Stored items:
----
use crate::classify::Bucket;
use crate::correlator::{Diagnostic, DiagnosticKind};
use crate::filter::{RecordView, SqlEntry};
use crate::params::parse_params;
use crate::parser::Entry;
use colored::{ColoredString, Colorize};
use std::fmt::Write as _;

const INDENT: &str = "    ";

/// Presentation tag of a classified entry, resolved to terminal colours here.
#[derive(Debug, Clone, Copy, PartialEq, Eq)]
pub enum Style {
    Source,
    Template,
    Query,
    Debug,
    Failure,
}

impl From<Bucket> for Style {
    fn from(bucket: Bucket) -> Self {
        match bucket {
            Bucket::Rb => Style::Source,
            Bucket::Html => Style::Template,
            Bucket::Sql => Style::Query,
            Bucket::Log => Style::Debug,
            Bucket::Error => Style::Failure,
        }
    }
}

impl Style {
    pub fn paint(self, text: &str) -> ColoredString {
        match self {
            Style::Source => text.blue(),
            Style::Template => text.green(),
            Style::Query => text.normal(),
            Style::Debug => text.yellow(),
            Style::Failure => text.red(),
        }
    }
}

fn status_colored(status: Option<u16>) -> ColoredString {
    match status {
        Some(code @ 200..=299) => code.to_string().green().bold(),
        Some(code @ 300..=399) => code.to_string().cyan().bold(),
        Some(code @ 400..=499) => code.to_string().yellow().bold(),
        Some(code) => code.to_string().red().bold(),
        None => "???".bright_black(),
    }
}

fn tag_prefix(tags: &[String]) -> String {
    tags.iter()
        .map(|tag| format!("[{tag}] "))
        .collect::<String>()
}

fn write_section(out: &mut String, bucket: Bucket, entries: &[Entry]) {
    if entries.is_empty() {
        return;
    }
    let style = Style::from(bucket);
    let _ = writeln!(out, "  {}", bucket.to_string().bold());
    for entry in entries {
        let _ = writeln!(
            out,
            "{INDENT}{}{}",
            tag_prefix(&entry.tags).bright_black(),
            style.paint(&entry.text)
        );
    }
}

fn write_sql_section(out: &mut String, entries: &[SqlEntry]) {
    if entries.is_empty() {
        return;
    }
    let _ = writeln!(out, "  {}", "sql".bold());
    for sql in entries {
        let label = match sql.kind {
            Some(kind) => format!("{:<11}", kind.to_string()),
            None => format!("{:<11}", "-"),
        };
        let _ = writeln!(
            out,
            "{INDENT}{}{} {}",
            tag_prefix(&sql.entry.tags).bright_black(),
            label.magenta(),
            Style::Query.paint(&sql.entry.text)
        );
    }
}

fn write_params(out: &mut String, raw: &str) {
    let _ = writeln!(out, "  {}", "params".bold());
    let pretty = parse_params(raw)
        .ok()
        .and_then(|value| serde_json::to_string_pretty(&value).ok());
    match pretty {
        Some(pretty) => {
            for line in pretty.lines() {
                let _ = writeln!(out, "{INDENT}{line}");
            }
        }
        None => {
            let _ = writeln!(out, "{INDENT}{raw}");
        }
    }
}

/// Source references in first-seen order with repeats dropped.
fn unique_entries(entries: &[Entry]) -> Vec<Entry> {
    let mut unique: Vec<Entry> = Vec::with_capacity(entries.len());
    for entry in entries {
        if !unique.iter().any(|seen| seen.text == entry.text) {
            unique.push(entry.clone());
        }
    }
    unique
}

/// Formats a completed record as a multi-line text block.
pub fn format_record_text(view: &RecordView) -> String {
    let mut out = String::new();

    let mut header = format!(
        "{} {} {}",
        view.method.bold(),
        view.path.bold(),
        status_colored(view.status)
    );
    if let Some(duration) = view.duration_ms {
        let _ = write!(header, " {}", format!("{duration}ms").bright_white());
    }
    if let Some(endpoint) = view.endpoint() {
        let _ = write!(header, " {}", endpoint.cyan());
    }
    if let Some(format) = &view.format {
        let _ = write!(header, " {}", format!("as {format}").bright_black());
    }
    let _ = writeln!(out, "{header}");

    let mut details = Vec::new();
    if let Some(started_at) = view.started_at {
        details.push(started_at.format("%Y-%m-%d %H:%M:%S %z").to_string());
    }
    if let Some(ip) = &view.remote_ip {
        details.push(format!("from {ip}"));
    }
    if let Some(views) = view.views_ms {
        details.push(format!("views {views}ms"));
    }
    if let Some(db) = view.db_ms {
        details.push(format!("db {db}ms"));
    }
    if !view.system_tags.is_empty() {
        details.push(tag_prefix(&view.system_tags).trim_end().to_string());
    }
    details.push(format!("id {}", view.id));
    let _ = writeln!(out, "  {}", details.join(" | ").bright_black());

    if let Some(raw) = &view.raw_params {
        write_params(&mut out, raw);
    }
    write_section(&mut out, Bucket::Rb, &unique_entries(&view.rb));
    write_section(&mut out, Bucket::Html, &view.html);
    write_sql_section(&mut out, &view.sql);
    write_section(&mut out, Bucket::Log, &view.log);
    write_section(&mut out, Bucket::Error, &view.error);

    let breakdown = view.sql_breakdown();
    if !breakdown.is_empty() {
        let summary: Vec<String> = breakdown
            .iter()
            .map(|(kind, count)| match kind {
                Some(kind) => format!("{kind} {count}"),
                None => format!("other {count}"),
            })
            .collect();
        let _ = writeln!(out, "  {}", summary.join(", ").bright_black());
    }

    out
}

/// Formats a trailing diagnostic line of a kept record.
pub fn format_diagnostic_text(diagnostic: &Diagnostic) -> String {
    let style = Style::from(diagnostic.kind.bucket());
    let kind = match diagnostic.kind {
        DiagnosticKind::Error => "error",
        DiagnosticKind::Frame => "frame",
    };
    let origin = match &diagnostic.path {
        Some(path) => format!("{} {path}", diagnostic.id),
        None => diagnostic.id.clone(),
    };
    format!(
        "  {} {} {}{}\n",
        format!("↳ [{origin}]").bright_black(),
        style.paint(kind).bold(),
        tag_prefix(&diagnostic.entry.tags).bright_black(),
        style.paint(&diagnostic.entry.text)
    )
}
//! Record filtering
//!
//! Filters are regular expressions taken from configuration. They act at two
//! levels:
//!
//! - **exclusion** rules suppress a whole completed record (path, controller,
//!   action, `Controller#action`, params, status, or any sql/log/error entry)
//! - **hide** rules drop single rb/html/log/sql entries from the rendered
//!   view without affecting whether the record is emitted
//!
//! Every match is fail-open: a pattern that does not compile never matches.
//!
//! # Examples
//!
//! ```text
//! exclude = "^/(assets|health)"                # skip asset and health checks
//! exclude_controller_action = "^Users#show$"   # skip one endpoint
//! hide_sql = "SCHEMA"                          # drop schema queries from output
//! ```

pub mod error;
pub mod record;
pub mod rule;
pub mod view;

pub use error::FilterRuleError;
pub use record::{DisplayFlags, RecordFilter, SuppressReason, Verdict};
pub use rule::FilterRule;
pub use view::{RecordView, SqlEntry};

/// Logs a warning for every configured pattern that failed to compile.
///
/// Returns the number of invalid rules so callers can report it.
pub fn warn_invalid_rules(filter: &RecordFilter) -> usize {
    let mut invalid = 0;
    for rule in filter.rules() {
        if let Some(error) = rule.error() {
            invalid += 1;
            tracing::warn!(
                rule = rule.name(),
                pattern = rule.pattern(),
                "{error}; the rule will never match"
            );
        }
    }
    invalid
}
----
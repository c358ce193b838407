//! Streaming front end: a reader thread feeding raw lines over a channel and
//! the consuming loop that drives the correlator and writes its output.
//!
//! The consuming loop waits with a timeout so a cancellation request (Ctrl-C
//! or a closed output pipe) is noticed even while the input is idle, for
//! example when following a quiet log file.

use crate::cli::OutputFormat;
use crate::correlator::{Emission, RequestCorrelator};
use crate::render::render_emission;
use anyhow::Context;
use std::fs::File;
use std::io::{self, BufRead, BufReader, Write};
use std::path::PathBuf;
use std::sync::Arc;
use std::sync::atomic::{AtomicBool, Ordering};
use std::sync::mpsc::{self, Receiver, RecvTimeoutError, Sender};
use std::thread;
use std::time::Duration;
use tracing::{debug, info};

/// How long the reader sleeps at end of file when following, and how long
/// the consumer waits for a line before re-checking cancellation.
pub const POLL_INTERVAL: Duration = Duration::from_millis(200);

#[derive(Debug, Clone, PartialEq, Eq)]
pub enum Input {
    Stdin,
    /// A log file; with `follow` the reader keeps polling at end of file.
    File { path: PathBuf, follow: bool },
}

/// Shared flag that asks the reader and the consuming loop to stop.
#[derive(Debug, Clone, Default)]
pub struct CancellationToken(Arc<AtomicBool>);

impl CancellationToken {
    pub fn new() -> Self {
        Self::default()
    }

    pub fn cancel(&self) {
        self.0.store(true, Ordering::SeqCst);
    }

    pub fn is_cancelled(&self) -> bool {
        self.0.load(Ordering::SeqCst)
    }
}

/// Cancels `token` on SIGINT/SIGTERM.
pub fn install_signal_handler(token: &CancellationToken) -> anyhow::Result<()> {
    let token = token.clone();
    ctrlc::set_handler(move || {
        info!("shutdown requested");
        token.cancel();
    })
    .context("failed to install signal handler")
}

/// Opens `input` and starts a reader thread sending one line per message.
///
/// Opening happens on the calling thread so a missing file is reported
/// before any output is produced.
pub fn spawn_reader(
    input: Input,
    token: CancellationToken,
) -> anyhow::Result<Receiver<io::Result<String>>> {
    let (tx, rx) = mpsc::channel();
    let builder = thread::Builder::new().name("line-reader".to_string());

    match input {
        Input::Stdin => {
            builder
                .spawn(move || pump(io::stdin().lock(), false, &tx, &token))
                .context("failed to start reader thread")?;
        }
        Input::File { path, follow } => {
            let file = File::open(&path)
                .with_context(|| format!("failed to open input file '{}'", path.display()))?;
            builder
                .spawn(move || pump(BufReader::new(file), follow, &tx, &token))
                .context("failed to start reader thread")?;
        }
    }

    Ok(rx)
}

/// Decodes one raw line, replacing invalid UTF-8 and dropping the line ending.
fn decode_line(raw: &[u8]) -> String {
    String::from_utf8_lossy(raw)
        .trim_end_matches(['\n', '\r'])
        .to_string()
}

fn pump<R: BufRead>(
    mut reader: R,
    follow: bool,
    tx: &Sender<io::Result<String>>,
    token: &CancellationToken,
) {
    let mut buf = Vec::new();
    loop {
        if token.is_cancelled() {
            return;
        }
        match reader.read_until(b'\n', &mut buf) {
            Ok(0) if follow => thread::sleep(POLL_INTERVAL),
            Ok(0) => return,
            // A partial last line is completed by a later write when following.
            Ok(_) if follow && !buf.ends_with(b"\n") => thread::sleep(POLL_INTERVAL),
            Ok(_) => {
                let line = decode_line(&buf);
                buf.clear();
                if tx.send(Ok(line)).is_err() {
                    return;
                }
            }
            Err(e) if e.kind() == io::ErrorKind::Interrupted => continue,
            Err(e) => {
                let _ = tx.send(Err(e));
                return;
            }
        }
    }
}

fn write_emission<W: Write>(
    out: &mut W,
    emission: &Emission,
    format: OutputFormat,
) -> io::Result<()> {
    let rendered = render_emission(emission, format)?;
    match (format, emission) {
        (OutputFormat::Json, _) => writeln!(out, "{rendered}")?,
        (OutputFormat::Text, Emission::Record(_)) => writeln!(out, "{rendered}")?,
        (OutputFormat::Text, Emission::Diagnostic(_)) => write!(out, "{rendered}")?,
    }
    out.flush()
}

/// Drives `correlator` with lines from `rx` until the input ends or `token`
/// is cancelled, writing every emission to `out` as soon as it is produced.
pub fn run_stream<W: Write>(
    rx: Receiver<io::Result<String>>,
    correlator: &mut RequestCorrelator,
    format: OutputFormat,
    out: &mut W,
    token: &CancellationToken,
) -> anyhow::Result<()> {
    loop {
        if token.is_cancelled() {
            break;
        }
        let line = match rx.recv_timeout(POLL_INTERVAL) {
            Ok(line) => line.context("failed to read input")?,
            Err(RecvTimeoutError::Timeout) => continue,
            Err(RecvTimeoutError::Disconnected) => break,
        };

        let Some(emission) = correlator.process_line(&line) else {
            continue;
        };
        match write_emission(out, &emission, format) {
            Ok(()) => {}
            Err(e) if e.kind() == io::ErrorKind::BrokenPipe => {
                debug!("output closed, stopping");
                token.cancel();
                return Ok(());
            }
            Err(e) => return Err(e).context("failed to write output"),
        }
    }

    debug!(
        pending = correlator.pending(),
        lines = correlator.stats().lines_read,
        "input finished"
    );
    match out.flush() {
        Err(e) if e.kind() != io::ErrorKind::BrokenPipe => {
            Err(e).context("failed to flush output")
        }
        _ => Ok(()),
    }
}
----
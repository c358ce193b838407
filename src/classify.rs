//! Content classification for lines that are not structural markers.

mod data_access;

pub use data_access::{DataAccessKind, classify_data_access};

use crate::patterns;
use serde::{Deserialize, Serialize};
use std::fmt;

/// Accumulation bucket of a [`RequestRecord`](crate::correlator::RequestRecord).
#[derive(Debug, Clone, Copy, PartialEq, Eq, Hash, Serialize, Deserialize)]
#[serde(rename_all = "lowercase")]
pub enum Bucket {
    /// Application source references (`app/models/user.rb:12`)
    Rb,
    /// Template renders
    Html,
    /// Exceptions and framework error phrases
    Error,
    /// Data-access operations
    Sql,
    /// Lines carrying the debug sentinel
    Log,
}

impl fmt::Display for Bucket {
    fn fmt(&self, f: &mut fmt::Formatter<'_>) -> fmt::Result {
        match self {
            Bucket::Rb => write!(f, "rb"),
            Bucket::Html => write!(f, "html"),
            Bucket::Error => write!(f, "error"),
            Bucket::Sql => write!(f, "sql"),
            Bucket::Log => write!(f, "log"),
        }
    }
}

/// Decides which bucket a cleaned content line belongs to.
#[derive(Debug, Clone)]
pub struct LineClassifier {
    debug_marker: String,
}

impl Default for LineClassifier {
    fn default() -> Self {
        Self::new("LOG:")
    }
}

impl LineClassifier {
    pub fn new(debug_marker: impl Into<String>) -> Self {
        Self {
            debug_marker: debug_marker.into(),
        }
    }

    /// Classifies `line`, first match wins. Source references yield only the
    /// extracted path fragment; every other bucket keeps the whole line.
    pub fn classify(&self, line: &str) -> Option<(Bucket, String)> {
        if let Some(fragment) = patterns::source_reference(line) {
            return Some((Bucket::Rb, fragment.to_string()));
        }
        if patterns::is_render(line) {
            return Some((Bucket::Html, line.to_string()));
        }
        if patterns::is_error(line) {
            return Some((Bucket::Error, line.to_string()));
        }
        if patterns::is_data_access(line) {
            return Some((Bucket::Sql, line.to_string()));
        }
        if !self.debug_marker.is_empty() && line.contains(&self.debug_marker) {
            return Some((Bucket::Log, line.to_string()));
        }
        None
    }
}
----
*Work to complete:* Give the exact lines, and only those, from the line containing "pub fn is_cancelled(&self)" through the line containing "write when following." in the entries above.

*Written response:*
    pub fn is_cancelled(&self) -> bool {
        self.0.load(Ordering::SeqCst)
    }
}

/// Cancels `token` on SIGINT/SIGTERM.
pub fn install_signal_handler(token: &CancellationToken) -> anyhow::Result<()> {
    let token = token.clone();
    ctrlc::set_handler(move || {
        info!("shutdown requested");
        token.cancel();
    })
    .context("failed to install signal handler")
}

/// Opens `input` and starts a reader thread sending one line per message.
///
/// Opening happens on the calling thread so a missing file is reported
/// before any output is produced.
pub fn spawn_reader(
    input: Input,
    token: CancellationToken,
) -> anyhow::Result<Receiver<io::Result<String>>> {
    let (tx, rx) = mpsc::channel();
    let builder = thread::Builder::new().name("line-reader".to_string());

    match input {
        Input::Stdin => {
            builder
                .spawn(move || pump(io::stdin().lock(), false, &tx, &token))
                .context("failed to start reader thread")?;
        }
        Input::File { path, follow } => {
            let file = File::open(&path)
                .with_context(|| format!("failed to open input file '{}'", path.display()))?;
            builder
                .spawn(move || pump(BufReader::new(file), follow, &tx, &token))
                .context("failed to start reader thread")?;
        }
    }

    Ok(rx)
}

/// Decodes one raw line, replacing invalid UTF-8 and dropping the line ending.
fn decode_line(raw: &[u8]) -> String {
    String::from_utf8_lossy(raw)
        .trim_end_matches(['\n', '\r'])
        .to_string()
}

fn pump<R: BufRead>(
    mut reader: R,
    follow: bool,
    tx: &Sender<io::Result<String>>,
    token: &CancellationToken,
) {
    let mut buf = Vec::new();
    loop {
        if token.is_cancelled() {
            return;
        }
        match reader.read_until(b'\n', &mut buf) {
            Ok(0) if follow => thread::sleep(POLL_INTERVAL),
            Ok(0) => return,
            // A partial last line is completed by a later write when following.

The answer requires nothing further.